Complex Scalar Singlet Model: Electroweak Phase Transition and Gravitational Waves

TL;DR

This paper investigates an extension of the Standard Model with a complex scalar singlet, demonstrating that it can produce a strong first-order electroweak phase transition capable of generating observable gravitational waves and supporting baryogenesis.

Contribution

It introduces a comprehensive analysis of the complex scalar singlet model with a general potential, identifying parameter regions that enable strong first-order phase transitions and predicting detectable gravitational wave signals.

Findings

Viable parameter space for strong first-order phase transition identified.

Multi-stage transitions can produce gravitational waves within next-generation detector sensitivities.

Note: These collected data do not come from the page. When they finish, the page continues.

//! Console presentation for pipeline events.
//!
//! Renders the core's structured events as colored stage banners and
//! per-agent outcome lines. All formatting lives here; the core knows
//! nothing about the terminal.

use colored::{Color, Colorize};
use deepfence_core::{AgentOutcome, PipelineEvent, PipelineObserver, Stage};

const FRAME: &str =
    "+================================================================+";

/// Print a framed, colored stage banner.
pub fn banner(tag: &str, message: &str, color: Color) {
    println!();
    println!("{}", FRAME.color(color));
    println!("{}", format!("|  [{tag}] {message}").color(color));
    println!("{}", FRAME.color(color));
}

/// Banner shown before the pipeline itself starts.
pub fn start_banner() {
    banner("START", "DeepFence AI - Starting the Journey", Color::Green);
}

/// Banner shown while the roster config is loaded.
pub fn config_banner() {
    banner("CONFIG", "Loading Configuration", Color::Blue);
}

/// Observer that renders pipeline events to the terminal.
pub struct ConsoleObserver;

impl PipelineObserver for ConsoleObserver {
    fn on_event(&self, event: &PipelineEvent) {
        match event {
            PipelineEvent::StageStarted { stage } => stage_banner(*stage),
            PipelineEvent::Archived { slot } => {
                println!("  archived previous outputs to {}", slot.display());
            }
            PipelineEvent::SyncFinished { agent, ok, message } => {
                if *ok {
                    println!("  {} {agent}: {message}", "[ok]".green());
                } else {
                    println!("  {} {agent}: {message}", "[failed]".red());
                }
            }
            PipelineEvent::AgentStarted { role, agent } => {
                println!("  {} {} {agent}", "[run]".cyan(), role.name());
            }
            PipelineEvent::AgentFinished {
                agent, outcome, ..
            } => match outcome {
                AgentOutcome::Succeeded { artifacts } => {
                    println!(
                        "  {} {agent}: collected {} artifact(s)",
                        "[done]".green(),
                        artifacts.len()
                    );
                }
                AgentOutcome::EntrypointMissing => {
                    println!("  {} {agent}: entry point not found", "[skip]".yellow());
                }
                AgentOutcome::Failed { exit_code, .. } => {
                    println!("  {} {agent}: exited with code {exit_code}", "[fail]".red());
                }
            },
            PipelineEvent::Stitched { source, dest } => {
                println!(
                    "  {} {} -> {}",
                    "[stitch]".magenta(),
                    source.display(),
                    dest.display()
                );
            }
            PipelineEvent::ReportReady { path } => {
                println!();
                println!(
                    "{}",
                    format!("Final report: {}", path.display()).green().bold()
                );
            }
            PipelineEvent::ReportMissing => {
                println!();
                println!("{}", "No final report was produced".yellow());
            }
        }
    }
}

fn stage_banner(stage: Stage) {
    match stage {
        Stage::ArchivePrior => banner("ARCHIVE", "Archiving Previous Outputs", Color::Magenta),
        Stage::PrepareDirs => banner("DIRS", "Preparing Directories", Color::Cyan),
        Stage::SyncAgents => banner("CLONE", "Syncing Agent Repositories", Color::Yellow),
        Stage::RunMappers => banner("MAPPER", "Executing Mapper Agents", Color::Blue),
        Stage::RunOrganizers => banner("ORGANIZER", "Executing Organizer Agents", Color::Magenta),
        Stage::RunReporter => banner("REPORTER", "Generating Reports", Color::Cyan),
        Stage::Done => banner("COMPLETE", "All Stages Completed", Color::Green),
    }
}

#[cfg(test)]
mod tests {
    use super::*;
    use std::path::PathBuf;

    #[test]
    fn test_console_observer_handles_every_event() {
        let obs = ConsoleObserver;
        obs.on_event(&PipelineEvent::StageStarted {
            stage: Stage::SyncAgents,
        });
        obs.on_event(&PipelineEvent::Archived {
            slot: PathBuf::from("archive/output-00001"),
        });
        obs.on_event(&PipelineEvent::SyncFinished {
            agent: "m1".to_string(),
            ok: false,
            message: "git clone failed".to_string(),
        });
        obs.on_event(&PipelineEvent::ReportMissing);
    }
}
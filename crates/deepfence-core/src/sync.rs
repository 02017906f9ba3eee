//! Repository synchronization for agent workspaces.
//!
//! Each agent's code lives in its own workspace directory under `agents/`.
//! A sync is a fresh `git clone` when the workspace is absent and a
//! `git pull` in place when it exists (the directory is assumed to already
//! be a checkout of the right origin). Sync failures never raise past this
//! module: every outcome is a [`SyncResult`] so sibling syncs and the rest
//! of the pipeline keep going.

use crate::roster::AgentSpec;
use futures::stream::{self, StreamExt};
use std::path::{Path, PathBuf};
use std::process::Stdio;
use tokio::process::Command;
use tracing::{info, warn};

/// Outcome of synchronizing one agent's repository.
#[derive(Debug, Clone)]
pub struct SyncResult {
    /// Agent name.
    pub agent: String,

    /// Workspace path that was synchronized.
    pub workspace: PathBuf,

    /// Whether the clone/pull succeeded.
    pub ok: bool,

    /// Human-readable summary (git stderr on failure).
    pub message: String,
}

/// Clone or update one repository into `dest`.
///
/// Never returns an error: failures are captured in the result so the
/// caller can continue with its siblings.
pub async fn sync_repo(agent: &str, repo: &str, dest: &Path) -> SyncResult {
    let outcome = if dest.exists() {
        run_git(&["pull"], Some(dest)).await
    } else {
        let dest_str = dest.to_string_lossy();
        run_git(&["clone", repo, dest_str.as_ref()], None).await
    };

    match outcome {
        Ok(()) => {
            info!(agent, repo, "Synchronized repository");
            SyncResult {
                agent: agent.to_string(),
                workspace: dest.to_path_buf(),
                ok: true,
                message: format!("synchronized {repo}"),
            }
        }
        Err(message) => {
            warn!(agent, repo, %message, "Repository sync failed");
            SyncResult {
                agent: agent.to_string(),
                workspace: dest.to_path_buf(),
                ok: false,
                message,
            }
        }
    }
}

/// Synchronize every agent in the roster, at most `limit` at a time.
///
/// Workspaces are disjoint per agent, so the syncs share no mutable state
/// and completion order is irrelevant; results are returned in input order.
pub async fn sync_all(agents: &[AgentSpec], agents_dir: &Path, limit: usize) -> Vec<SyncResult> {
    let limit = limit.max(1);
    let mut results: Vec<SyncResult> = stream::iter(agents.iter().map(|agent| {
        let dest = agents_dir.join(&agent.name);
        async move { sync_repo(&agent.name, &agent.repo, &dest).await }
    }))
    .buffer_unordered(limit)
    .collect()
    .await;

    // buffer_unordered yields in completion order; restore roster order.
    results.sort_by_key(|r| {
        agents
            .iter()
            .position(|a| a.name == r.agent)
            .unwrap_or(usize::MAX)
    });
    results
}

/// Run a git subcommand, capturing stderr for diagnostics.
async fn run_git(args: &[&str], cwd: Option<&Path>) -> std::result::Result<(), String> {
    let mut cmd = Command::new("git");
    cmd.args(args).stdout(Stdio::piped()).stderr(Stdio::piped());
    if let Some(dir) = cwd {
        cmd.current_dir(dir);
    }

    let output = cmd
        .output()
        .await
        .map_err(|e| format!("failed to run git: {e}"))?;

    if output.status.success() {
        Ok(())
    } else {
        let stderr = String::from_utf8_lossy(&output.stderr);
        Err(format!(
            "git {} failed: {}",
            args.first().unwrap_or(&""),
            stderr.trim()
        ))
    }
}
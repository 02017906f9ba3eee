//! DeepFence - staged agent pipeline CLI
//!
//! Runs the full pipeline over a target path: syncs every agent repository,
//! archives the previous run's outputs, then executes mappers, organizers,
//! and the reporter in order, collecting their artifacts into `outputs/`.
//!
//! Exit status is 1 when the target parameter is missing or the roster
//! config is unreadable, and 0 otherwise; individual agent failures are
//! reported on the console and in the logs, not via the exit code.

mod console;

use anyhow::{Context, Result};
use clap::Parser;
use console::ConsoleObserver;
use deepfence_core::{init_tracing, Pipeline, PipelineConfig, Roster};
use std::path::PathBuf;
use tracing::Level;

#[derive(Parser)]
#[command(name = "deepfence")]
#[command(version = env!("CARGO_PKG_VERSION"))]
#[command(about = "Run the DeepFence analysis agent pipeline over a target path", long_about = None)]
struct Cli {
    /// Target path handed to every mapper agent
    target: Option<PathBuf>,

    /// Agent roster config file
    #[arg(short, long, default_value = "config.json")]
    config: PathBuf,

    /// Directory holding agents/, outputs/, and archive/
    #[arg(long, default_value = ".")]
    base_dir: PathBuf,

    /// Maximum concurrent repository syncs
    #[arg(short, long, default_value_t = deepfence_core::pipeline::DEFAULT_SYNC_CONCURRENCY)]
    jobs: usize,

    /// Do not open the final report in a viewer
    #[arg(long)]
    no_open: bool,

    /// Enable verbose output
    #[arg(short, long, global = true)]
    verbose: bool,

    /// Emit JSON-formatted log lines
    #[arg(long, global = true)]
    json: bool,
}

#[tokio::main]
async fn main() -> Result<()> {
    let cli = Cli::parse();

    // Setup logging
    let level = if cli.verbose {
        Level::DEBUG
    } else {
        Level::INFO
    };
    init_tracing(cli.json, level);

    // Missing target: usage and exit 1, before touching the filesystem.
    let Some(target) = cli.target else {
        eprintln!("Usage: deepfence [OPTIONS] <TARGET>");
        eprintln!("Try 'deepfence --help' for more information.");
        std::process::exit(1);
    };

    console::start_banner();

    let target = std::path::absolute(&target)
        .with_context(|| format!("Failed to resolve target path {:?}", target))?;

    console::config_banner();
    let roster = Roster::load(&cli.config)?;
    println!(
        "  {} mapper(s), {} organizer(s), reporter: {}",
        roster.mapper_agents.len(),
        roster.organizer_agents.len(),
        roster
            .reporter_agent
            .as_ref()
            .map(|r| r.name.as_str())
            .unwrap_or("none")
    );

    let mut config = PipelineConfig::new(cli.base_dir, target);
    config.sync_concurrency = cli.jobs;
    config.open_report = !cli.no_open;

    let result = Pipeline::run(&config, &roster, &ConsoleObserver).await?;

    println!(
        "\n{} agent(s) succeeded, {} failed, {} ms",
        result.succeeded_count(),
        result.failed_count(),
        result.duration_ms
    );

    // Per-agent failures are deliberately not reflected in the exit status;
    // consumers read the output tree, not the process result.
    Ok(())
}
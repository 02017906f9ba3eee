//! Cross-agent artifact stitching.
//!
//! Some reports need an artifact produced by an earlier agent placed inside
//! another agent's namespace. Rather than hard-wiring those copies into the
//! orchestrator, they are declarative [`StitchRule`]s evaluated once, after
//! the reporter stage. Every rule is best-effort: an absent source or a
//! failed copy is logged and skipped.

use serde::{Deserialize, Serialize};
use std::path::{Path, PathBuf};
use tracing::{debug, info, warn};

/// One post-reporter copy inside the output area.
///
/// Both paths are relative to the output area root.
#[derive(Debug, Clone, Serialize, Deserialize, PartialEq, Eq)]
pub struct StitchRule {
    /// Artifact to copy, e.g. `mapper-agent/topological-graph-output.json`.
    pub source: PathBuf,

    /// Destination path, e.g. `reporter/reports/topological-graph-output.json`.
    pub dest: PathBuf,
}

impl StitchRule {
    pub fn new(source: impl Into<PathBuf>, dest: impl Into<PathBuf>) -> Self {
        Self {
            source: source.into(),
            dest: dest.into(),
        }
    }
}

/// The stock rule set: the mapper's topological graph feeds the reporter's
/// reports folder.
pub fn default_rules() -> Vec<StitchRule> {
    vec![StitchRule::new(
        "mapper-agent/topological-graph-output.json",
        "reporter/reports/topological-graph-output.json",
    )]
}

/// Apply every rule against the output area, returning the rules that
/// actually copied something.
pub fn apply_rules(output_area: &Path, rules: &[StitchRule]) -> Vec<StitchRule> {
    let mut applied = Vec::new();
    for rule in rules {
        let source = output_area.join(&rule.source);
        let dest = output_area.join(&rule.dest);

        if !source.is_file() {
            debug!("Stitch source {:?} absent, skipping", rule.source);
            continue;
        }

        if let Some(parent) = dest.parent() {
            if let Err(e) = std::fs::create_dir_all(parent) {
                warn!(error = %e, "Failed to create stitch destination {:?}", parent);
                continue;
            }
        }

        match std::fs::copy(&source, &dest) {
            Ok(_) => {
                info!("Stitched {:?} -> {:?}", rule.source, rule.dest);
                applied.push(rule.clone());
            }
            Err(e) => warn!(error = %e, "Stitch copy {:?} failed", rule.source),
        }
    }
    applied
}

The model links electroweak baryogenesis with observable gravitational wave signatures.

Abstract

The Standard Model (SM) cannot explain the observed baryon asymmetry of the Universe (BAU), thus driving the need for physics beyond the SM, which can generate electroweak baryogenesis through a strong first-order electroweak phase transition (SFOPT). We extend the SM with a complex singlet scalar (cxSM) and examine the phase transition behavior using a fully general renormalizable scalar potential that permits a complex vacuum expectation value for the singlet and coupled dynamics among multiple scalar fields. Employing the one-loop thermal effective potential with daisy resummation and appropriate counter terms, we conduct an extensive scan of the parameter space, enforcing both theoretical and experimental limits on the scalar sector. This analysis reveals viable domains yielding SFOPT. From these regions, we select representative benchmark scenarios demonstrating multi-stage transitions, producing stochastic gravitational wave signals via bubble nucleation dynamics. The resulting spectra lie within the projected sensitivity of next-generation observatories, including LISA, BBO, DECIGO, and U-DECIGO. Thus, the cxSM offers a compelling setting for electroweak baryogenesis, enriched by correlated gravitational-wave and collider phenomenology.